MessagePosté: Mar 16 Nov 2010 16:23
de BDelor
La mise en forme de l'étui commence par le traçage du logement de la lame sur un bloc de noyer. La forme n'épouse pas exactement le contour de la lame, car il faut ménager un espace suffisant pour permettre à la partie la plus large, de pouvoir coulisser sur toute la longueur.
Le contour extérieur est tracé en tenant compte d'une épaisseur suffisante, ainsi que de la mise en forme de l'extrémité de l'étui où viendra prendre place la bouterolle.

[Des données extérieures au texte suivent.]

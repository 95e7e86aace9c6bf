use leptos::*;

use crate::api::{login_error_message, use_api};
use crate::components::Modal;
use crate::session::use_session;

/// Administrator login; a successful login closes the dialog
#[component]
pub fn LoginDialog() -> impl IntoView {
    let session = use_session();
    let api = use_api();

    let (username, set_username) = create_signal(String::new());
    let (password, set_password) = create_signal(String::new());
    let (error, set_error) = create_signal(None::<&'static str>);
    let (loading, set_loading) = create_signal(false);

    let close = Callback::new(move |_: ()| {
        set_error.set(None);
        session.close_login();
    });

    let submit = move |ev: ev::SubmitEvent| {
        ev.prevent_default();
        let api = api.clone();
        let (user, pass) = (username.get_untracked(), password.get_untracked());
        set_loading.set(true);
        set_error.set(None);
        spawn_local(async move {
            match api.login(&user, &pass).await {
                Ok(token) => {
                    logging::log!("Login berhasil");
                    let _ = set_username.try_set(String::new());
                    let _ = set_password.try_set(String::new());
                    session.login(&token.access_token);
                }
                Err(e) => {
                    logging::error!("Login gagal: {}", e);
                    let _ = set_error.try_set(Some(login_error_message(&e)));
                }
            }
            let _ = set_loading.try_set(false);
        });
    };

    view! {
        <Modal
            open=session.login_open()
            on_close=close
            title="Login Administrator"
            description="Masukkan kredensial untuk melanjutkan"
            class="modal-narrow"
        >
            <form class="login-form" on:submit=submit.clone()>
                <div class="form-group">
                    <label>"Username"</label>
                    <input
                        type="text"
                        required
                        placeholder="Masukkan username"
                        on:input=move |ev| set_username.set(event_target_value(&ev))
                        prop:value=username
                    />
                </div>
                <div class="form-group">
                    <label>"Password"</label>
                    <input
                        type="password"
                        required
                        placeholder="Masukkan password"
                        on:input=move |ev| set_password.set(event_target_value(&ev))
                        prop:value=password
                    />
                </div>
                {move || error.get().map(|message| view! { <p class="form-error">{message}</p> })}
                <div class="form-actions">
                    <button type="button" class="btn btn-outline" on:click=move |_| close.call(())>
                        "Batal"
                    </button>
                    <button type="submit" class="btn btn-primary" disabled=move || loading.get()>
                        {move || if loading.get() { "Memproses..." } else { "Login" }}
                    </button>
                </div>
            </form>
        </Modal>
    }
}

Le bloc est découpé selon le contour extérieur, puis refendu dans l'épaisseur pour obtenir les deux demi-planches qui seront ensuite assemblées par collage.
Le logement de la lame est évidé au ciseau à bois et régularisé à la râpe.







Assemblage temporaire des deux parties pour vérifier la mise en place de la lame :





Une fois les ajustages terminés, les parties sont assemblées à la colle à bois :




Il faudra ensuite ménager les évidements permettant la mise en place de la bouterolle et de la sortie de lame, puis réaliser les sculptures décoratives sur toute la longueur de l'étui avant pose du cuir.

Re: Sabre yatagan de l'Empire Ottoman : une création de Bernard Delor, coutelier d'art

MessagePosté: Mar 16 Nov 2010 16:54
de lamoksha
Voilà qui promet ! La lame a une forme magnifique.
Pourrais-tu en deux mots indiquer la raison du choix de la fabrication du fourreau à ce stade de l'avancement du travail - car a priori, le logement de la poignée sera réalisé après l'assemblage - ?
Et à propos du choix de couper une planche en deux plutôt que deux morceaux distincts, est-ce pour retrouver le fil originel du bloc, une fois assemblé ? (Là encore, je fais un peu le candide de service mais ce n'est pas un petit détail sans importance.)